[Task brief]: The answer must be the complete listing, reproduced exactly.

[Data in this exercise]:
=-=-=

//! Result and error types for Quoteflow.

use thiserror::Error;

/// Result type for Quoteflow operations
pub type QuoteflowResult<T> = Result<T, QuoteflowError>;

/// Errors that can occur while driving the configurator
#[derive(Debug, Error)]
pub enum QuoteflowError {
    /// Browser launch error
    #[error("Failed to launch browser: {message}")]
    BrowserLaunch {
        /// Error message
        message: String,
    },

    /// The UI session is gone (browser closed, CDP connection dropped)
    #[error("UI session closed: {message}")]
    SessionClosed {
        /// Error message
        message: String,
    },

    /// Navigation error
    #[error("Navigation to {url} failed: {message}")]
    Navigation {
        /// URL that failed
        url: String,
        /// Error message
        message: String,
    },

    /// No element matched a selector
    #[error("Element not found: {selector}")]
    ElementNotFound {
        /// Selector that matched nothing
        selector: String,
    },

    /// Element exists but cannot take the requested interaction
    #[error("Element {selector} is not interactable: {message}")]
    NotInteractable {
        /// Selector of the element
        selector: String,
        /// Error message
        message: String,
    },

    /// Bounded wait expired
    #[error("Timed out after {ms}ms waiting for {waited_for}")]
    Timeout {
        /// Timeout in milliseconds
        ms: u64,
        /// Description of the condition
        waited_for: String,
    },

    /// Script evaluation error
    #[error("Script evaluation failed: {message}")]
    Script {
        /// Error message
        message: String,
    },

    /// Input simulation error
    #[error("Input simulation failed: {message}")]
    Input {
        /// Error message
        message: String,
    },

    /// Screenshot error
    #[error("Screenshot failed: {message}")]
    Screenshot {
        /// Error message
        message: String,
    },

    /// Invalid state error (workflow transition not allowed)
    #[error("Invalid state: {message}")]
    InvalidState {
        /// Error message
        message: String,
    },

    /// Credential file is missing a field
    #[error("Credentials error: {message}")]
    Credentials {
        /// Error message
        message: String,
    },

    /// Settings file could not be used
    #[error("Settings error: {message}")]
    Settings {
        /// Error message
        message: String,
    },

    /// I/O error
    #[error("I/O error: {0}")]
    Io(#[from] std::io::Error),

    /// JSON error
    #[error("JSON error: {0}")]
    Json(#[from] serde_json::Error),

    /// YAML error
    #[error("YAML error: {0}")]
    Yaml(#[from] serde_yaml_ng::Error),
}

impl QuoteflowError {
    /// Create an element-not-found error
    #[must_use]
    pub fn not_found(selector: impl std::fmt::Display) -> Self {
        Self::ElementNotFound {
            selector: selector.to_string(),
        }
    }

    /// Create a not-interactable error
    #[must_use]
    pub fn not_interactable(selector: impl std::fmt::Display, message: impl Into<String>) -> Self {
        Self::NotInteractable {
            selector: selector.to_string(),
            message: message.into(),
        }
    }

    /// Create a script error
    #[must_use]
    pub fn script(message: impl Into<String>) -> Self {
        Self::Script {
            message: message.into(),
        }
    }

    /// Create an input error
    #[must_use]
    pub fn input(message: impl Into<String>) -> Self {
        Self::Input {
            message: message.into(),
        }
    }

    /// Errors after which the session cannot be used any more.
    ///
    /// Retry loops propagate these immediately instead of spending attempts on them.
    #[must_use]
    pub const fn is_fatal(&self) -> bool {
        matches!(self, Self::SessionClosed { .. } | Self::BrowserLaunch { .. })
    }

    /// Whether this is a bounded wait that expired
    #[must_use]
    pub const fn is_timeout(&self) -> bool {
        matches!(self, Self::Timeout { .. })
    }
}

=-=-=

[Your response]:
//! Result and error types for Quoteflow.

use thiserror::Error;

/// Result type for Quoteflow operations
pub type QuoteflowResult<T> = Result<T, QuoteflowError>;

/// Errors that can occur while driving the configurator
#[derive(Debug, Error)]
pub enum QuoteflowError {
    /// Browser launch error
    #[error("Failed to launch browser: {message}")]
    BrowserLaunch {
        /// Error message
        message: String,
    },

    /// The UI session is gone (browser closed, CDP connection dropped)
    #[error("UI session closed: {message}")]
    SessionClosed {
        /// Error message
        message: String,
    },

    /// Navigation error
    #[error("Navigation to {url} failed: {message}")]
    Navigation {
        /// URL that failed
        url: String,
        /// Error message
        message: String,
    },

    /// No element matched a selector
    #[error("Element not found: {selector}")]
    ElementNotFound {
        /// Selector that matched nothing
        selector: String,
    },

    /// Element exists but cannot take the requested interaction
    #[error("Element {selector} is not interactable: {message}")]
    NotInteractable {
        /// Selector of the element
        selector: String,
        /// Error message
        message: String,
    },

    /// Bounded wait expired
    #[error("Timed out after {ms}ms waiting for {waited_for}")]
    Timeout {
        /// Timeout in milliseconds
        ms: u64,
        /// Description of the condition
        waited_for: String,
    },

    /// Script evaluation error
    #[error("Script evaluation failed: {message}")]
    Script {
        /// Error message
        message: String,
    },

    /// Input simulation error
    #[error("Input simulation failed: {message}")]
    Input {
        /// Error message
        message: String,
    },

    /// Screenshot error
    #[error("Screenshot failed: {message}")]
    Screenshot {
        /// Error message
        message: String,
    },

    /// Invalid state error (workflow transition not allowed)
    #[error("Invalid state: {message}")]
    InvalidState {
        /// Error message
        message: String,
    },

    /// Credential file is missing a field
    #[error("Credentials error: {message}")]
    Credentials {
        /// Error message
        message: String,
    },

    /// Settings file could not be used
    #[error("Settings error: {message}")]
    Settings {
        /// Error message
        message: String,
    },

    /// I/O error
    #[error("I/O error: {0}")]
    Io(#[from] std::io::Error),

    /// JSON error
    #[error("JSON error: {0}")]
    Json(#[from] serde_json::Error),

    /// YAML error
    #[error("YAML error: {0}")]
    Yaml(#[from] serde_yaml_ng::Error),
}

impl QuoteflowError {
    /// Create an element-not-found error
    #[must_use]
    pub fn not_found(selector: impl std::fmt::Display) -> Self {
        Self::ElementNotFound {
            selector: selector.to_string(),
        }
    }

    /// Create a not-interactable error
    #[must_use]
    pub fn not_interactable(selector: impl std::fmt::Display, message: impl Into<String>) -> Self {
        Self::NotInteractable {
            selector: selector.to_string(),
            message: message.into(),
        }
    }

    /// Create a script error
    #[must_use]
    pub fn script(message: impl Into<String>) -> Self {
        Self::Script {
            message: message.into(),
        }
    }

    /// Create an input error
    #[must_use]
    pub fn input(message: impl Into<String>) -> Self {
        Self::Input {
            message: message.into(),
        }
    }

    /// Errors after which the session cannot be used any more.
    ///
    /// Retry loops propagate these immediately instead of spending attempts on them.
    #[must_use]
    pub const fn is_fatal(&self) -> bool {
        matches!(self, Self::SessionClosed { .. } | Self::BrowserLaunch { .. })
    }

    /// Whether this is a bounded wait that expired
    #[must_use]
    pub const fn is_timeout(&self) -> bool {
        matches!(self, Self::Timeout { .. })
    }
}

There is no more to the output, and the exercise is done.